Xia Guliang, He Jie, Zhang Zheng, Leventhal Joseph R
Department of Surgery-Organ Transplantation, Northwestern University Feinberg School of Medicine, Chicago, IL 60611, USA.
Transplantation. 2006 Dec 27;82(12):1749-55. doi: 10.1097/01.tp.0000250731.44913.ee.
Natural CD4CD25 regulatory T (Treg) cells have been implicated in suppressing alloreactivity in vitro and in vivo. We hypothesized that immunotherapy using ex vivo-expanded natural Treg could prevent acute allograft rejection in mice.

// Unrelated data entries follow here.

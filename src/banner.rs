//! Banner grabbing for open TCP connections.
//!
//! Reads whatever the service volunteers first. If it stays silent and the
//! strategy allows it, sends the strategy payload and reads once more. The
//! raw text is then cleansed of markup and truncated for display.

use crate::plugins::ProbeStrategy;
use regex::Regex;
use std::net::Ipv4Addr;
use std::sync::LazyLock;
use std::time::Duration;
use tokio::io::{AsyncRead, AsyncReadExt, AsyncWrite, AsyncWriteExt};
use tokio::time::timeout;
use tracing::trace;

/// Maximum bytes to read for a banner.
const MAX_BANNER_SIZE: usize = 4096;

/// Banners longer than this are cut and suffixed with [`ELLIPSIS`].
pub const MAX_BANNER_CHARS: usize = 80;

pub const ELLIPSIS: &str = "...";

/// Sentinel for an open port that produced no usable text.
pub const NO_BANNER: &str = "No banner";

/// Default timeout for each banner read.
pub const BANNER_TIMEOUT: Duration = Duration::from_secs(1);

static XML_DECL: LazyLock<Regex> = LazyLock::new(|| Regex::new(r"(?s)<\?xml.*?\?>").unwrap());
static DOCTYPE: LazyLock<Regex> = LazyLock::new(|| Regex::new(r"(?s)<!DOCTYPE.*?>").unwrap());
static TAG: LazyLock<Regex> = LazyLock::new(|| Regex::new(r"(?s)<.*?>").unwrap());

/// Grab raw banner text from an established stream.
///
/// Never fails: resets, timeouts, closed streams and write errors all yield
/// `None`.
pub async fn grab_banner<S>(
    stream: &mut S,
    strategy: &dyn ProbeStrategy,
    host: Ipv4Addr,
    port: u16,
    read_timeout: Duration,
) -> Option<String>
where
    S: AsyncRead + AsyncWrite + Unpin,
{
    let mut buffer = vec![0u8; MAX_BANNER_SIZE];

    // Some services banner immediately; give them a chance before writing
    if let Some(text) = read_text(stream, &mut buffer, read_timeout).await {
        return Some(text);
    }

    let payload = strategy.payload(host, port)?;
    trace!(port, strategy = strategy.name(), "peer silent, sending probe");

    match timeout(read_timeout, stream.write_all(&payload)).await {
        Ok(Ok(())) => {}
        Ok(Err(e)) => {
            trace!(port, error = %e, "probe write failed");
            return None;
        }
        Err(_) => return None,
    }

    read_text(stream, &mut buffer, read_timeout).await
}

async fn read_text<S>(stream: &mut S, buffer: &mut [u8], read_timeout: Duration) -> Option<String>
where
    S: AsyncRead + Unpin,
{
    match timeout(read_timeout, stream.read(buffer)).await {
        Ok(Ok(n)) if n > 0 => {
            let text = decode(&buffer[..n]);
            (!text.trim().is_empty()).then_some(text)
        }
        _ => None,
    }
}

/// UTF-8 decode, dropping invalid sequences rather than replacing them.
fn decode(data: &[u8]) -> String {
    data.utf8_chunks().map(|chunk| chunk.valid()).collect()
}

/// Strip XML/DOCTYPE declarations and tags, then trim.
pub fn clean_banner(raw: &str) -> String {
    let text = XML_DECL.replace_all(raw, "");
    let text = DOCTYPE.replace_all(&text, "");
    let text = TAG.replace_all(&text, "");
    text.trim().to_string()
}

/// Cut to [`MAX_BANNER_CHARS`] characters, appending [`ELLIPSIS`] if cut.
pub fn truncate_banner(text: &str) -> String {
    match text.char_indices().nth(MAX_BANNER_CHARS) {
        Some((idx, _)) => format!("{}{}", &text[..idx], ELLIPSIS),
        None => text.to_string(),
    }
}

/// Turn an optional raw capture into the displayed banner.
pub fn finalize_banner(raw: Option<&str>) -> String {
    let cleaned = raw.map(clean_banner).unwrap_or_default();
    if cleaned.is_empty() {
        NO_BANNER.to_string()
    } else {
        truncate_banner(&cleaned)
    }
}

#[cfg(test)]
mod tests {
    use super::*;
    use crate::plugins::{GenericProbe, HttpProbe, PassiveProbe};
    use tokio::io::duplex;

    const HOST: Ipv4Addr = Ipv4Addr::LOCALHOST;

    #[test]
    fn test_clean_banner_strips_markup() {
        let raw = r#"<?xml version="1.0"?><html><body>hi</body></html>"#;
        assert_eq!(clean_banner(raw), "hi");

        let raw = "<!DOCTYPE html>\n<html>\n<title>Router</title>\n</html>\n";
        assert_eq!(clean_banner(raw), "Router");
    }

    #[test]
    fn test_clean_banner_plain_text() {
        assert_eq!(clean_banner("SSH-2.0-OpenSSH_8.9\r\n"), "SSH-2.0-OpenSSH_8.9");
    }

    #[test]
    fn test_truncate_long_banner() {
        let long = "a".repeat(200);
        let cut = truncate_banner(&long);
        assert_eq!(cut.len(), 83);
        assert!(cut.ends_with("..."));
        assert_eq!(&cut[..80], &long[..80]);
    }

    #[test]
    fn test_truncate_exact_length_untouched() {
        let exact = "b".repeat(80);
        assert_eq!(truncate_banner(&exact), exact);
    }

    #[test]
    fn test_truncate_counts_characters() {
        let wide = "é".repeat(90);
        let cut = truncate_banner(&wide);
        assert_eq!(cut.chars().count(), 83);
    }

    #[test]
    fn test_finalize_sentinel() {
        assert_eq!(finalize_banner(None), NO_BANNER);
        assert_eq!(finalize_banner(Some("   ")), NO_BANNER);
        assert_eq!(finalize_banner(Some("<p></p>")), NO_BANNER);
        assert_eq!(finalize_banner(Some("220 ready\r\n")), "220 ready");
    }

    #[test]
    fn test_decode_drops_invalid_bytes() {
        assert_eq!(decode(b"ok\xff\xfe!"), "ok!");
        // U+FFFD sent by the peer is real text
        let mut bytes = "a\u{FFFD}b".as_bytes().to_vec();
        bytes.push(0xff);
        assert_eq!(decode(&bytes), "a\u{FFFD}b");
    }

    #[tokio::test]
    async fn test_unsolicited_banner_without_write() {
        let (mut client, mut server) = duplex(1024);
        server.write_all(b"220 ftp ready\r\n").await.unwrap();

        let banner = grab_banner(&mut client, &GenericProbe, HOST, 21, BANNER_TIMEOUT).await;
        assert_eq!(banner.as_deref(), Some("220 ftp ready\r\n"));

        // Nothing was written to the peer
        drop(client);
        let mut rest = Vec::new();
        server.read_to_end(&mut rest).await.unwrap();
        assert!(rest.is_empty());
    }

    #[tokio::test]
    async fn test_probe_sent_when_silent() {
        let (mut client, mut server) = duplex(1024);
        let responder = tokio::spawn(async move {
            let mut buf = vec![0u8; 256];
            let n = server.read(&mut buf).await.unwrap();
            let request = String::from_utf8_lossy(&buf[..n]).to_string();
            server
                .write_all(b"HTTP/1.1 200 OK\r\nServer: test\r\n\r\n")
                .await
                .unwrap();
            request
        });

        let banner = grab_banner(
            &mut client,
            &HttpProbe,
            HOST,
            80,
            Duration::from_millis(100),
        )
        .await;
        let request = responder.await.unwrap();

        assert!(request.starts_with("GET / HTTP/1.1\r\nHost: 127.0.0.1"));
        assert!(banner.unwrap().starts_with("HTTP/1.1 200 OK"));
    }

    #[tokio::test]
    async fn test_passive_never_writes() {
        let (mut client, mut server) = duplex(1024);
        let banner = grab_banner(
            &mut client,
            &PassiveProbe,
            HOST,
            22,
            Duration::from_millis(50),
        )
        .await;
        assert!(banner.is_none());

        drop(client);
        let mut rest = Vec::new();
        server.read_to_end(&mut rest).await.unwrap();
        assert!(rest.is_empty());
    }

    #[tokio::test]
    async fn test_closed_peer_yields_none() {
        let (mut client, server) = duplex(1024);
        drop(server);
        let banner = grab_banner(
            &mut client,
            &GenericProbe,
            HOST,
            9,
            Duration::from_millis(50),
        )
        .await;
        assert!(banner.is_none());
    }
}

Natural CD4+ CD25+ Treg were freshly purified from naive mice via automated magnetic cell sorter and expanded ex vivo by anti-CD3/CD28 monoclonal antibody (mAb)-coated Dynabeads. Suppression was assayed in vitro by mixed lymphocyte reaction and in vivo by targeting cardiac allograft rejection. Survival of Treg or effector T (Teff) cells after adoptive transfer in vivo was tracked by flow cytometry and all allografts were examined by histology and immunohistochemistry.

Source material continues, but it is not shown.